Write out exactly the lines running from the one with "let vertex_claim = vertices.claim(n_vertices)?;" to the last line of the entries, keeping both the first and the last.

[ENTRIES SHOWN]:
═══

use tessgeo::compile::{compile_shape, CompileSettings, RawPoint};
use tessgeo::geo::Point;
use tessgeo::quantize::mercator::{point_to_wgs, wgs_to_point};
use tessgeo::simplify::{eliminate_parallel_segments, PARALLEL_EPSILON};
use tessgeo::tessellate::aa::{self, AaVertex, ExtrudeSettings};
use tessgeo::tessellate::ribbon::{self, RibbonSettings};
use tessgeo::tessellate::road::{RoadGeometry, RoadStyle};
use tessgeo::tessellate::{Arena, Color};
use tessgeo::tile::Tile;
use tessgeo::Wgs84;

fn init_logger() {
    let _ = env_logger::builder().is_test(true).try_init();
}

/// A few streets around Montreal's Old Port, as (lon, lat).
fn streets() -> Vec<Vec<RawPoint>> {
    vec![
        vec![
            RawPoint(-73.5540, 45.5017), RawPoint(-73.5530, 45.5028), RawPoint(-73.5520, 45.5033),
            RawPoint(-73.5505, 45.5030), RawPoint(-73.5490, 45.5041),
        ],
        vec![
            RawPoint(-73.5600, 45.5000), RawPoint(-73.5580, 45.5000), RawPoint(-73.5560, 45.5000),
            RawPoint(-73.5560, 45.5020),
        ],
    ]
}

#[test]
fn raw_rings_to_ribbon_and_fringe() {
    init_logger();
    let shape = compile_shape(&streets(), &CompileSettings::default());
    assert_eq!(2, shape.parts.len());

    let settings = RibbonSettings::first_pass();
    let total: usize = shape.parts.iter().map(|p| p.len()).sum();
    let mut triangles = Arena::new("triangles", 12 * total);
    let mut outline = Arena::new("outline", 2 * total);
    let mut aa_vertices = Arena::<AaVertex>::new("aa vertices", 4 * total);
    let mut aa_indices = Arena::new("aa indices", 12 * total);

    for part in &shape.parts {
        let start = outline.len();
        let counts = ribbon::tessellate_into(part, 5_000.0, &settings, &mut triangles, &mut outline, None).unwrap();
        assert_eq!(ribbon::triangle_count(part.len(), &settings), counts.triangles);
        assert_eq!(2 * part.len(), counts.outline);

        let ring = outline.as_slice()[start..].to_vec();
        let aa_counts = aa::extrude_into(&ring, 2.0, &ExtrudeSettings::closed(), Color::BLUE, &mut aa_vertices, &mut aa_indices).unwrap();
        assert_eq!(aa::vertex_count(&ring, ExtrudeSettings::closed().closure), aa_counts.vertices);
    }

    assert_eq!(outline.len() * 2, aa_vertices.len());
    assert!(aa_indices.as_slice().iter().all(|&i| (i as usize) < aa_vertices.len()));
}

#[test]
fn road_pipeline_fills_buffers_exactly() {
    init_logger();
    let shape = compile_shape(&streets(), &CompileSettings::default());
    let total: usize = shape.parts.iter().map(|p| p.len()).sum();

    let mut roads = RoadGeometry::with_capacity(total);
    let style = RoadStyle { half_width: 3_000.0, feather_width: 2.0, ..RoadStyle::default() };
    for part in &shape.parts {
        roads.add_road(part, &style).unwrap();
    }

    assert_eq!(roads.aa_vertices.capacity(), roads.aa_vertices.len());
    assert_eq!(roads.aa_indices.capacity(), roads.aa_indices.len());
    assert_eq!(roads.triangles.capacity() - 12 * shape.parts.len(), roads.triangles.len());

    let mut bytes = Vec::new();
    aa::write_vertices_le(roads.aa_vertices.as_slice(), &mut bytes).unwrap();
    assert_eq!(AaVertex::STRIDE * roads.aa_vertices.len(), bytes.len());
}

#[test]
fn compiled_points_land_in_their_tile() {
    let montreal = Wgs84::new(45.5017, -73.5673);
    let point = wgs_to_point(montreal);

    let back = point_to_wgs(point);
    assert!((back.lat - montreal.lat).abs() < 1e-6);
    assert!((back.lon - montreal.lon).abs() < 1e-6);

    let mut tile = Tile::containing(point, 15).unwrap();
    assert!(tile.bounding_box().contains(&point));
    while !tile.is_root() {
        let parent = tile.parent().unwrap();
        assert!(parent.children().unwrap().contains(&tile));
        assert!(parent.bounding_box().contains(&point));
        tile = parent;
    }
}

#[test]
fn preprocessing_makes_straight_roads_tessellate_cleanly() {
    let straight: Vec<Point> = (0..10).map(|i| Point(1_000_000 + i * 1000, 2_000_000)).chain(Some(Point(1_009_000, 2_010_000))).collect();
    let cleaned = eliminate_parallel_segments(&straight, PARALLEL_EPSILON).unwrap();
    assert_eq!(vec![Point(1_000_000, 2_000_000), Point(1_009_000, 2_000_000), Point(1_009_000, 2_010_000)], cleaned);

    let settings = RibbonSettings::first_pass();
    let mut triangles = vec![Point::default(); ribbon::triangle_count(cleaned.len(), &settings)];
    let mut outline = vec![Point::default(); ribbon::outline_count(cleaned.len(), &settings)];
    ribbon::tessellate(&cleaned, 100.0, &settings, &mut triangles, &mut outline, None).unwrap();
    assert_eq!(Point(1_008_900, 2_000_100), outline[1]);
    assert_eq!(Point(1_009_100, 1_999_900), outline[4]);
}
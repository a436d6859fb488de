use serde::{Deserialize, Serialize};

use crate::geo::Vector;

/// An RGBA color with `f32` channels in `[0, 1]`.
#[derive(Clone, Copy, Debug, PartialEq, Serialize, Deserialize)]
pub struct Color {
    pub r: f32,
    pub g: f32,
    pub b: f32,
    #[serde(default = "opaque")]
    pub a: f32,
}

fn opaque() -> f32 {
    1.0
}

impl Color {
    pub const BLACK: Color = Color::rgb(0.0, 0.0, 0.0);
    pub const GREEN: Color = Color::rgb(0.0, 1.0, 0.0);
    pub const RED: Color = Color::rgb(1.0, 0.0, 0.0);
    pub const BLUE: Color = Color::rgb(0.0, 0.0, 1.0);
    pub const GREY: Color = Color::rgb(0.7, 0.7, 0.7);

    pub const fn rgb(r: f32, g: f32, b: f32) -> Color {
        Color { r: r, g: g, b: b, a: 1.0 }
    }

    /// Drops alpha: the AA vertex layout carries three channels.
    pub fn to_rgb(&self) -> [f32; 3] {
        [self.r, self.g, self.b]
    }
}

impl Default for Color {
    fn default() -> Color {
        Color::BLACK
    }
}

#[derive(Clone, Copy, Debug, PartialEq)]
pub struct DebugLine {
    pub from: Vector,
    pub to: Vector,
    pub color: Color,
}

/// Colored line segments describing how geometry was built.
///
/// The ribbon tessellator fills this when `emit_debug_geometry` is set: the
/// source polyline in black and edge perpendiculars in grey. Miter spokes are
/// green, or red where the join fell back to the unmitered offset. Outline
/// edges are blue.
#[derive(Clone, Debug, Default)]
pub struct DebugLines {
    lines: Vec<DebugLine>,
}

impl DebugLines {
    pub fn new() -> DebugLines {
        DebugLines::default()
    }

    pub fn add_line(&mut self, from: Vector, to: Vector, color: Color) {
        self.lines.push(DebugLine {
            from: from,
            to: to,
            color: color,
        });
    }

    pub fn lines(&self) -> &[DebugLine] {
        &self.lines
    }

    pub fn len(&self) -> usize {
        self.lines.len()
    }

    pub fn is_empty(&self) -> bool {
        self.lines.is_empty()
    }

    pub fn clear(&mut self) {
        self.lines.clear();
    }
}
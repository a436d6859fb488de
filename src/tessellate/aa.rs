//! Second pass: extrudes a polyline into a thin feathered fringe.
//!
//! Every outline vertex becomes a pair of `AaVertex`es at the same position:
//! an inner one and an outer one carrying the extrusion vector. The shader
//! adds the extrusion after projection, so the fringe stays about a pixel
//! wide at any zoom, and fades alpha from inner to outer.

use std::io::{self, Write};

use byteorder::{LittleEndian, WriteBytesExt};
use serde::{Deserialize, Serialize};

use crate::error::{require_capacity, require_index_range, require_points, Result};
use crate::geo::{Point, Vector};
use crate::simplify::PARALLEL_EPSILON;
use super::{offset, offset_join, Arena, Color};

/// Whether the last vertex connects back to the first.
#[derive(Clone, Copy, Debug, PartialEq, Eq, Serialize, Deserialize)]
pub enum Closure {
    Open,
    Closed,
}

impl Default for Closure {
    fn default() -> Closure {
        Closure::Open
    }
}

#[derive(Clone, Copy, Debug, PartialEq, Serialize, Deserialize)]
#[serde(default)]
pub struct ExtrudeSettings {
    pub closure: Closure,
    pub parallel_epsilon: f64,
}

impl ExtrudeSettings {
    pub fn open() -> ExtrudeSettings {
        ExtrudeSettings::default()
    }

    pub fn closed() -> ExtrudeSettings {
        ExtrudeSettings {
            closure: Closure::Closed,
            ..ExtrudeSettings::default()
        }
    }
}

impl Default for ExtrudeSettings {
    fn default() -> ExtrudeSettings {
        ExtrudeSettings {
            closure: Closure::Open,
            parallel_epsilon: PARALLEL_EPSILON,
        }
    }
}

/// One vertex of the feathered fringe.
#[derive(Clone, Copy, Debug, Default, PartialEq)]
pub struct AaVertex {
    pub coords: Point,

    /// 1 on the outside edge of the fringe, 0 on the geometry's edge.
    pub is_outer: u8,

    pub color: [f32; 3],

    /// Offset from `coords` to the fringe's outer edge. Zero on inner
    /// vertices.
    pub extent: [f32; 2],
}

impl AaVertex {
    /// Bytes per vertex in the GPU vertex buffer.
    pub const STRIDE: usize = 32;

    /// Writes the vertex in its vertex-buffer layout, little-endian:
    ///
    /// | offset | field |
    /// |---|---|
    /// | 0 | `coords` as 2×`u32` |
    /// | 8 | `is_outer` as `u8`, then 3 padding bytes |
    /// | 12 | `color` as 3×`f32` |
    /// | 24 | `extent` as 2×`f32` |
    pub fn write_le<W: Write>(&self, w: &mut W) -> io::Result<()> {
        w.write_u32::<LittleEndian>(self.coords.0)?;
        w.write_u32::<LittleEndian>(self.coords.1)?;
        w.write_u8(self.is_outer)?;
        w.write_all(&[0; 3])?;
        for &c in &self.color {
            w.write_f32::<LittleEndian>(c)?;
        }
        for &e in &self.extent {
            w.write_f32::<LittleEndian>(e)?;
        }
        Ok(())
    }
}

/// Writes `vertices` back to back, `AaVertex::STRIDE` bytes each.
pub fn write_vertices_le<W: Write>(vertices: &[AaVertex], w: &mut W) -> io::Result<()> {
    for v in vertices {
        v.write_le(w)?;
    }
    Ok(())
}

/// Receives the offset points `extrude_polyline()` computes.
pub trait ExtrudeHandler {
    /// Called once per vertex `p`, in order, with its offset point `d`.
    fn next(&mut self, p: Vector, d: Vector);

    /// Called after the last vertex.
    fn finish(&mut self, closure: Closure);
}

/// Drops a trailing point that repeats the first, for closed polylines.
fn effective_points(polyline: &[Point], closure: Closure) -> &[Point] {
    match closure {
        Closure::Closed if polyline.len() > 1 && polyline[0] == polyline[polyline.len() - 1] => {
            &polyline[..polyline.len() - 1]
        }
        _ => polyline,
    }
}

/// Walks `polyline`, handing `handler` each vertex with its mitered offset
/// point `width` to the left.
///
/// Open polylines start and end with their one edge's perpendicular. Closed
/// polylines miter every vertex against its wrapped-around neighbors; a final
/// point equal to the first is ignored.
///
/// Parallel joins fall back to the unmitered offset, with a warning.
pub fn extrude_polyline<H: ExtrudeHandler + ?Sized>(
    polyline: &[Point],
    width: f64,
    settings: &ExtrudeSettings,
    handler: &mut H,
) -> Result<()> {
    let points = effective_points(polyline, settings.closure);
    require_points(points, 3)?;
    let m = points.len();

    for i in 0..m {
        let p2 = Vector::from(points[i]);
        let d = match settings.closure {
            Closure::Open if i == 0 => p2 + offset(Vector::from(points[1]) - p2, width),
            Closure::Open if i == m - 1 => p2 + offset(p2 - Vector::from(points[i - 1]), width),
            Closure::Open => join(points[i - 1], points[i], points[i + 1], i - 1, width, settings),
            Closure::Closed => join(points[(i + m - 1) % m], points[i], points[(i + 1) % m], (i + m - 1) % m, width, settings),
        };
        handler.next(p2, d);
    }

    handler.finish(settings.closure);
    Ok(())
}

fn join(p1: Point, p2: Point, p3: Point, first: usize, width: f64, settings: &ExtrudeSettings) -> Vector {
    let j = offset_join(p1.into(), p2.into(), p3.into(), width, settings.parallel_epsilon);
    if j.is_degenerate() {
        warn!("parallel offset lines at {} {} {} (starting at vertex {}); using unmitered join", p1, p2, p3, first);
    }
    j.point()
}

/// Number of vertices `make_geometry()` writes for `polyline`.
pub fn vertex_count(polyline: &[Point], closure: Closure) -> usize {
    2 * effective_points(polyline, closure).len()
}

/// Number of indices `make_geometry()` writes for `polyline`: six per quad.
pub fn index_count(polyline: &[Point], closure: Closure) -> usize {
    let m = effective_points(polyline, closure).len();
    match closure {
        Closure::Open => 6 * m.saturating_sub(1),
        Closure::Closed => 6 * m,
    }
}

/// Elements written by one `make_geometry()` call.
#[derive(Clone, Copy, Debug, Default, PartialEq, Eq)]
pub struct AaCounts {
    pub vertices: usize,
    pub indices: usize,
}

/// An `ExtrudeHandler` writing `AaVertex` pairs and the quads joining them.
///
/// Indices are absolute: `base` is the position of `vertices[0]` in the full
/// vertex buffer. A handler is sized for one polyline and closure; drive it
/// with `extrude_polyline()` on that same polyline.
#[derive(Debug)]
pub struct PolylineAaHandler<'a> {
    vertices: &'a mut [AaVertex],
    indices: &'a mut [u32],
    base: u32,
    color: [f32; 3],
    n_vertices: usize,
    n_indices: usize,
}

impl<'a> PolylineAaHandler<'a> {
    /// Checks that `polyline` can be extruded into `vertices` and `indices`
    /// with indices starting at `base`.
    ///
    /// Fails when the polyline has fewer than 3 points, a buffer is too small,
    /// or an index would not fit in a `u32`.
    pub fn new(
        polyline: &[Point],
        closure: Closure,
        vertices: &'a mut [AaVertex],
        base: usize,
        indices: &'a mut [u32],
        color: Color,
    ) -> Result<PolylineAaHandler<'a>> {
        require_points(effective_points(polyline, closure), 3)?;
        let n_vertices = vertex_count(polyline, closure);
        require_capacity("aa vertices", vertices, n_vertices)?;
        require_capacity("aa indices", indices, index_count(polyline, closure))?;
        require_index_range(base, n_vertices)?;

        Ok(PolylineAaHandler {
            vertices: vertices,
            indices: indices,
            base: base as u32,
            color: color.to_rgb(),
            n_vertices: 0,
            n_indices: 0,
        })
    }

    pub fn counts(&self) -> AaCounts {
        AaCounts {
            vertices: self.n_vertices,
            indices: self.n_indices,
        }
    }

    fn index(&self, i: usize) -> u32 {
        self.base + i as u32
    }

    /// Two triangles for the quad `p1, prev_d, d, p2`.
    fn quad(&mut self, p1: u32, prev_d: u32, d: u32, p2: u32) {
        let n = self.n_indices;
        self.indices[n..n + 6].copy_from_slice(&[p1, prev_d, d, p1, d, p2]);
        self.n_indices += 6;
    }
}

impl<'a> ExtrudeHandler for PolylineAaHandler<'a> {
    fn next(&mut self, p: Vector, d: Vector) {
        let coords = Point::from_vector(p);
        let extent = d - p;
        let n = self.n_vertices;

        self.vertices[n] = AaVertex {
            coords: coords,
            is_outer: 0,
            color: self.color,
            extent: [0.0, 0.0],
        };
        self.vertices[n + 1] = AaVertex {
            coords: coords,
            is_outer: 1,
            color: self.color,
            extent: [extent.x as f32, extent.y as f32],
        };
        self.n_vertices += 2;

        if n >= 2 {
            let (p1, prev_d, d, p2) = (self.index(n - 2), self.index(n - 1), self.index(n + 1), self.index(n));
            self.quad(p1, prev_d, d, p2);
        }
    }

    fn finish(&mut self, closure: Closure) {
        let n = self.n_vertices;
        if closure == Closure::Closed && n >= 4 {
            let (p1, prev_d, d, p2) = (self.index(n - 2), self.index(n - 1), self.index(1), self.index(0));
            self.quad(p1, prev_d, d, p2);
        }
    }
}

/// Extrudes `polyline` by `width` into `vertices` and `indices`.
///
/// `base` is the index `vertices[0]` will have in the vertex buffer the
/// indices refer to. Writes exactly `vertex_count()` vertices and
/// `index_count()` indices: `(M-1)` quads for an open polyline of `M` points,
/// `M` for a closed one.
///
/// Fails, having written nothing, when the polyline has fewer than 3 points, a
/// buffer is too small, or an index would not fit in a `u32`.
///
/// # Examples
///
/// ```
/// use tessgeo::geo::Point;
/// use tessgeo::tessellate::Color;
/// use tessgeo::tessellate::aa::{make_geometry, AaVertex, ExtrudeSettings};
///
/// let ring = [Point(0, 0), Point(100, 0), Point(100, 100), Point(0, 100)];
/// let mut vertices = [AaVertex::default(); 8];
/// let mut indices = [0u32; 24];
///
/// let counts = make_geometry(&ring, 1.0, &ExtrudeSettings::closed(), Color::BLACK, &mut vertices, 0, &mut indices).unwrap();
/// assert_eq!((8, 24), (counts.vertices, counts.indices));
/// assert_eq!([6, 7, 1, 6, 1, 0], indices[18..]);
/// ```
pub fn make_geometry(
    polyline: &[Point],
    width: f64,
    settings: &ExtrudeSettings,
    color: Color,
    vertices: &mut [AaVertex],
    base: usize,
    indices: &mut [u32],
) -> Result<AaCounts> {
    let mut handler = PolylineAaHandler::new(polyline, settings.closure, vertices, base, indices, color)?;
    extrude_polyline(polyline, width, settings, &mut handler)?;
    Ok(handler.counts())
}

/// `make_geometry()` into the next free slots of two arenas, numbering
/// vertices by their position in `vertices`.
///
/// On error neither arena moves.
pub fn extrude_into(
    polyline: &[Point],
    width: f64,
    settings: &ExtrudeSettings,
    color: Color,
    vertices: &mut Arena<AaVertex>,
    indices: &mut Arena<u32>,
) -> Result<AaCounts> {
    require_points(effective_points(polyline, settings.closure), 3)?;
    let n_vertices = vertex_count(polyline, settings.closure);
    let n_indices = index_count(polyline, settings.closure);
    vertices.ensure(n_vertices)?;
    indices.ensure(n_indices)?;
    require_index_range(vertices.len(), n_vertices)?;

    let vertex_claim = vertices.claim(n_vertices)?;
    let index_claim = indices.claim(n_indices)?;
    make_geometry(polyline, width, settings, color, vertex_claim.items, vertex_claim.base, index_claim.items)
}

═══

[THE ANSWER]:
    let vertex_claim = vertices.claim(n_vertices)?;
    let index_claim = indices.claim(n_indices)?;
    make_geometry(polyline, width, settings, color, vertex_claim.items, vertex_claim.base, index_claim.items)
}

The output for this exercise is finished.